If we examine the scheme of taxation on this particular head in the I.T. Act, we would discover that the tax levied really falls under two subheads, i.e., (i) income from house property under the occupation of the tenants, and (ii) income from house property under owner's occupation. Several provisions relating to deductions, exemptions and the like differ according as to whether the property in question is owner-occupied or tenant occupied. In both cases, however, it is necessary that the assessee must be the owner; but that is not the last word on the subject of charge. The charge depends upon the house being either under the owner's occupation or under the tenant's occupation. Under this dichotomous taxation scheme, there really is no scope for a third course. This precisely is the position of the assessee in the present case.
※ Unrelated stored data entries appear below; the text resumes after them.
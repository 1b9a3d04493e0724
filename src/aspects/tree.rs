//! Aspect trees - upgrade graphs the player unlocks one node at a time.
//!
//! A tree is a single-rooted graph stored as a flat node list. Nodes refer to
//! each other by index. Levels are counted along the first child of each
//! node, so every branch of a level must have the same depth.

use serde::Deserialize;

use crate::core::DataLoadError;
use crate::status_effects::StatusEffect;

/// What unlocking a node grants its owner.
#[derive(Debug, Clone, PartialEq, Deserialize)]
pub enum AspectReward {
    /// Applied to the owner's status effector, sourced from the owner.
    StatusEffect(StatusEffect),
    /// Name of a combo added to the owner's weapon.
    Combo(String),
}

#[derive(Debug, Clone, PartialEq, Deserialize)]
pub struct AspectNode {
    pub name: String,
    #[serde(default)]
    pub description: String,
    #[serde(default)]
    pub parent: Option<usize>,
    #[serde(default)]
    pub children: Vec<usize>,
    pub reward: AspectReward,
    #[serde(skip)]
    pub applied: bool,
}

#[derive(Debug, Clone, PartialEq, Deserialize)]
pub struct AspectTree {
    pub name: String,
    #[serde(default)]
    pub description: String,
    pub nodes: Vec<AspectNode>,
}

impl AspectTree {
    /// Check the tree has one root and consistent parent/child links.
    pub fn validate(&self) -> Result<(), DataLoadError> {
        let invalid = |reason: String| DataLoadError::InvalidAspectTree {
            tree: self.name.clone(),
            reason,
        };

        let roots = self.nodes.iter().filter(|n| n.parent.is_none()).count();
        if roots != 1 {
            return Err(invalid(format!("expected one root, found {roots}")));
        }

        for (id, node) in self.nodes.iter().enumerate() {
            for &child in &node.children {
                let Some(child_node) = self.nodes.get(child) else {
                    return Err(invalid(format!("node {id} has missing child {child}")));
                };
                if child_node.parent != Some(id) {
                    return Err(invalid(format!("node {child} does not point back to parent {id}")));
                }
            }
            if let Some(parent) = node.parent {
                let linked = self
                    .nodes
                    .get(parent)
                    .is_some_and(|p| p.children.contains(&id));
                if !linked {
                    return Err(invalid(format!("node {id} is not a child of its parent {parent}")));
                }
            }
        }
        Ok(())
    }

    /// A fresh copy with nothing applied, for a new owner.
    pub fn instantiate(&self) -> Self {
        let mut tree = self.clone();
        for node in &mut tree.nodes {
            node.applied = false;
        }
        tree
    }

    pub fn node(&self, id: usize) -> Option<&AspectNode> {
        self.nodes.get(id)
    }

    pub fn root(&self) -> Option<usize> {
        self.nodes.iter().position(|n| n.parent.is_none())
    }

    /// The deepest applied node on the unlocked path, if any.
    pub fn most_recently_applied(&self) -> Option<usize> {
        let mut current = self.root()?;
        loop {
            let next = self.nodes[current]
                .children
                .iter()
                .copied()
                .filter(|&child| self.nodes[child].applied)
                .last();
            match next {
                Some(child) => current = child,
                None => break,
            }
        }
        self.nodes[current].applied.then_some(current)
    }

    /// Nodes that can be unlocked next. Empty once the path is finished.
    pub fn next_unapplied(&self) -> Vec<usize> {
        match self.most_recently_applied() {
            Some(recent) => self.nodes[recent].children.clone(),
            None => self.root().into_iter().collect(),
        }
    }

    /// Nodes at depth `level`, following the first child at each step.
    pub fn nodes_at_level(&self, level: usize) -> Vec<usize> {
        let Some(mut current) = self.root() else {
            return Vec::new();
        };
        if level == 0 {
            return vec![current];
        }
        for _ in 0..level - 1 {
            match self.nodes[current].children.first() {
                Some(&first) => current = first,
                None => return Vec::new(),
            }
        }
        self.nodes[current].children.clone()
    }

    pub fn total_levels(&self) -> usize {
        let Some(mut current) = self.root() else {
            return 0;
        };
        let mut levels = 1;
        while let Some(&first) = self.nodes[current].children.first() {
            levels += 1;
            current = first;
        }
        levels
    }

    /// `(level, index among siblings)` of a node.
    pub fn node_level(&self, id: usize) -> Option<(usize, usize)> {
        let node = self.nodes.get(id)?;
        let index = match node.parent {
            Some(parent) => self.nodes[parent].children.iter().position(|&c| c == id)?,
            None => 0,
        };

        let mut level = 0;
        let mut current = node.parent;
        while let Some(parent) = current {
            level += 1;
            if level > self.nodes.len() {
                return None;
            }
            current = self.nodes[parent].parent;
        }
        Some((level, index))
    }

    /// Levels where the tree branches into more than one node.
    pub fn multi_node_levels(&self) -> Vec<usize> {
        (0..self.total_levels())
            .filter(|&level| self.nodes_at_level(level).len() > 1)
            .collect()
    }

    /// Whether a node is not locked out by an earlier branch choice.
    ///
    /// The branch picked at the first multi-node level decides which index
    /// may be picked at every later multi-node level.
    pub fn can_choose(&self, id: usize) -> bool {
        let Some((level, index)) = self.node_level(id) else {
            return false;
        };
        let multi = self.multi_node_levels();
        let Some(&first) = multi.first() else {
            return true;
        };
        if !multi.contains(&level) || level == first {
            return true;
        }

        let chosen = self
            .nodes_at_level(first)
            .iter()
            .position(|&n| self.nodes[n].applied);
        chosen == Some(index)
    }

    pub fn is_completed(&self) -> bool {
        self.next_unapplied().is_empty()
    }
}

#[cfg(test)]
pub(crate) mod tests {
    use super::*;

    fn node(name: &str, parent: Option<usize>, children: &[usize]) -> AspectNode {
        AspectNode {
            name: name.to_string(),
            description: String::new(),
            parent,
            children: children.to_vec(),
            reward: AspectReward::Combo(name.to_string()),
            applied: false,
        }
    }

    /// root -> a -> (b1 | b2) -> c -> (d1 | d2)
    pub(crate) fn branching_tree() -> AspectTree {
        AspectTree {
            name: "Rage".to_string(),
            description: String::new(),
            nodes: vec![
                node("root", None, &[1]),
                node("a", Some(0), &[2, 3]),
                node("b1", Some(1), &[4]),
                node("b2", Some(1), &[5]),
                node("c1", Some(2), &[6, 7]),
                node("c2", Some(3), &[8, 9]),
                node("d1", Some(4), &[]),
                node("d2", Some(4), &[]),
                node("d1'", Some(5), &[]),
                node("d2'", Some(5), &[]),
            ],
        }
    }

    #[test]
    fn branching_tree_is_valid() {
        let tree = branching_tree();
        assert!(tree.validate().is_ok());
        assert_eq!(tree.total_levels(), 5);
        assert_eq!(tree.multi_node_levels(), vec![2, 4]);
        assert_eq!(tree.node_level(3), Some((2, 1)));
        assert_eq!(tree.node_level(7), Some((4, 1)));
    }

    #[test]
    fn two_roots_fail_validation() {
        let mut tree = branching_tree();
        tree.nodes.push(node("orphan", None, &[]));
        assert!(matches!(
            tree.validate(),
            Err(DataLoadError::InvalidAspectTree { .. })
        ));
    }

    #[test]
    fn next_unapplied_follows_the_applied_path() {
        let mut tree = branching_tree();
        assert_eq!(tree.next_unapplied(), vec![0]);
        assert_eq!(tree.most_recently_applied(), None);

        tree.nodes[0].applied = true;
        tree.nodes[1].applied = true;
        assert_eq!(tree.next_unapplied(), vec![2, 3]);

        tree.nodes[2].applied = true;
        tree.nodes[4].applied = true;
        tree.nodes[7].applied = true;
        assert_eq!(tree.most_recently_applied(), Some(7));
        assert!(tree.is_completed());
    }

    #[test]
    fn later_branch_is_locked_to_first_choice() {
        let mut tree = branching_tree();
        // nothing chosen at level 2 yet: every level 2 node is open
        assert!(tree.can_choose(2));
        assert!(tree.can_choose(3));

        tree.nodes[0].applied = true;
        tree.nodes[1].applied = true;
        tree.nodes[2].applied = true;

        assert!(tree.can_choose(6));
        assert!(!tree.can_choose(7));
        assert!(tree.can_choose(4));
        // the mirrored branch keeps the same index rule
        assert!(tree.can_choose(8));
        assert!(!tree.can_choose(9));
    }

    #[test]
    fn instantiate_clears_applied_flags() {
        let mut tree = branching_tree();
        tree.nodes[0].applied = true;
        let fresh = tree.instantiate();
        assert!(fresh.nodes.iter().all(|n| !n.applied));
        assert!(tree.nodes[0].applied);
    }
}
All these considerations which very much arise in the present discussion were apparently not touched in the judgment of this court in this very assessee's case for the earlier assessment years, apparently for the reason that the court's attention had been concentrated on different considerations.

The following two questions of law have been referred to us in the present reference:

(1) Whether, on the facts and in the circumstances of the case, the Appellate Tribunal was right in holding that the appellant is the owner of the properties situate at 26/110, Raja Street and 26/324 and 325, Rangai Gowdar Street, Coimbatore, within the meaning of section 22 of the Incometax Act, 1961 ?
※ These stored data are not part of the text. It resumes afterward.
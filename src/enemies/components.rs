//! Enemy-related components.

use bevy::prelude::*;

/// Marker and rewards for every enemy.
#[derive(Component, Debug, Clone, Copy)]
pub struct Enemy {
    /// Spawner currency spent to spawn this enemy
    pub cost: u32,
    /// Exp granted to whoever kills it
    pub exp_value: u32,
}

/// Enemy type identifier (matches the registry key).
#[derive(Component, Debug, Clone)]
pub struct EnemyType(pub String);

/// The land whose spawner owns this enemy.
#[derive(Component, Debug, Clone, Copy)]
pub struct SpawnedBy {
    pub land: IVec2,
}

/// The hostile this enemy is currently going after.
#[derive(Component, Debug, Default, Clone, Copy)]
pub struct Target(pub Option<Entity>);

/// How an enemy looks for targets.
#[derive(Component, Debug, Clone, Copy)]
pub enum Detection {
    /// Anything hostile within the radius
    Radius(f32),
    /// A forward cone, falling back to a small radius around the enemy
    Cone {
        distance: f32,
        half_angle: f32,
        close_radius: f32,
    },
}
(2) Whether, on the facts and in the circumstances of the case, the Appellate Tribunal was right in sustaining the inclusion of a sum of Rs. 7,000 for the assessment year 1967-68, being the rental income from the said three properties in the assessment of the assessee ? "

The first question pertinently requires an answer to the issue whether the assessee is the owner of the houses. While we hold that she is the owner to the extent, and subject to the conditions under which, an interest in the house properties has been conferred on her by the testator under the will, we must also hold that such rights of ownership as were given to her have practically become a delusion and a snare, in the words of the earlier Bench judgment.

The second question proceeds as though rental income had, in fact, arisen during the year from the house properties in question. This is mistake, because it is nobody's case that the houses were let out to any one. Even the sons who were in permissive occupation of the houses under the terms of the will were not tenants. Nor were they bound to pay anything resembling a rent to the assessee. Since the houses were neither occupied by the owner nor occupied by any tenants, our answer to this question is that the assessment to property income in respect of these items of house properties is not in accordance with law. The Tribunal was in error in sustaining the assessment. Having regard to the peculiar circumstances of the case, however, there will be no order as to costs.